- Born: Brescia, Italy
- Education: Bocconi University Stanford University
- Spouse: Emmanuel Candès
- Scientific career
- Institutions: UCLA Stanford University
- Thesis: Group Transformations and Dimensionality Reduction in Transition Rules for MCMC (1998)
- Doctoral advisor: Jun S. Liu
- Other academic advisors: Eugenio Regazzini Neil Risch
- Website: chiarasabatti.su.domains

= Chiara Sabatti =

Italian and American statistician

Chiara Sabatti is an Italian and American statistician and statistical geneticist, and a professor of biomedical data science and of statistics at Stanford University. Her research involves the analysis of high-throughput genomics data.

==Education and career==
Sabatti was born in Brescia, Italy. She studied in Brescia and Milan and earned her bachelor's and master's degrees in statistics and economics from Bocconi University in 1993, summa cum laude, working there with Eugenio Regazzini. She came to Stanford University for doctoral study in statistics, and completed her Ph.D. in 1998. Her dissertation, Group Transformations and Dimensionality Reduction in Transition Rules for MCMC, was supervised by Jun S. Liu.

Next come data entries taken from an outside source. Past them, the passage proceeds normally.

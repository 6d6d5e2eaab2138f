//! Agents, agent profiles, executors, environments, task plans and
//! executor-prepare progress.

use serde::{Deserialize, Serialize};

use super::ids::{AgentId, AgentProfileId, EnvironmentId, ExecutorId, SessionId, TaskId};

#[derive(Debug, Clone, PartialEq, Serialize, Deserialize)]
pub struct Agent {
    pub id: AgentId,
    pub name: String,
    #[serde(default)]
    pub display_name: Option<String>,
    #[serde(default)]
    pub available: bool,
    #[serde(default)]
    pub supports_mcp: bool,
}

#[derive(Debug, Clone, PartialEq, Serialize, Deserialize)]
pub struct AgentProfile {
    pub id: AgentProfileId,
    pub agent_id: AgentId,
    pub name: String,
    #[serde(default)]
    pub model: Option<String>,
    #[serde(default)]
    pub auto_approve: bool,
}

#[derive(Debug, Clone, PartialEq, Serialize, Deserialize)]
pub struct Executor {
    pub id: ExecutorId,
    pub name: String,
    #[serde(rename = "type", default)]
    pub kind: String,
    #[serde(default)]
    pub status: Option<String>,
    #[serde(default)]
    pub is_default: bool,
}

#[derive(Debug, Clone, PartialEq, Serialize, Deserialize)]
pub struct Environment {
    pub id: EnvironmentId,
    pub name: String,
    #[serde(default)]
    pub kind: String,
    #[serde(default)]
    pub is_default: bool,
}

impl Environment {
    /// The set used when neither the push channel nor HTTP can list environments.
    pub fn static_defaults() -> Vec<Environment> {
        vec![Environment {
            id: EnvironmentId::new("local"),
            name: "Local".to_string(),
            kind: "local".to_string(),
            is_default: true,
        }]
    }
}

#[derive(Debug, Clone, PartialEq, Serialize, Deserialize)]
pub struct TaskPlan {
    pub task_id: TaskId,
    #[serde(default)]
    pub content: String,
    #[serde(default)]
    pub updated_at: Option<String>,
}

#[derive(Debug, Clone, Copy, PartialEq, Eq, Serialize, Deserialize)]
#[serde(rename_all = "snake_case")]
pub enum PrepareStatus {
    Running,
    Completed,
    Failed,
}

/// Progress of an executor preparing a session's workspace.
#[derive(Debug, Clone, PartialEq, Serialize, Deserialize)]
pub struct PrepareProgress {
    pub session_id: SessionId,
    #[serde(default)]
    pub task_id: Option<TaskId>,
    #[serde(default)]
    pub step: String,
    #[serde(default)]
    pub message: String,
    #[serde(default)]
    pub progress: Option<u8>,
    #[serde(default = "default_prepare_status")]
    pub status: PrepareStatus,
}

fn default_prepare_status() -> PrepareStatus {
    PrepareStatus::Running
}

After postdoctoral research at Stanford in the group of Neil Risch, Sabatti became an assistant professor of human genetics and statistics at the University of California, Los Angeles in 2000. She returned to Stanford as an associate professor of health research and policy in 2009, changing to biomedical data science and statistics in 2015. She was promoted to full professor at Stanford in 2016.

==Recognition==
Sabatti was named to the 2022 class of Fellows of the Institute of Mathematical Statistics, for "excellent research in statistical genetics; and leadership in defining a role for statistics in data science and developing educational pathways supporting data intensive science. For outreach efforts and commitment to increase research involvement of underrepresented minorities".

==Personal life==
Sabatti is married to Stanford statistician and data scientist Emmanuel Candès.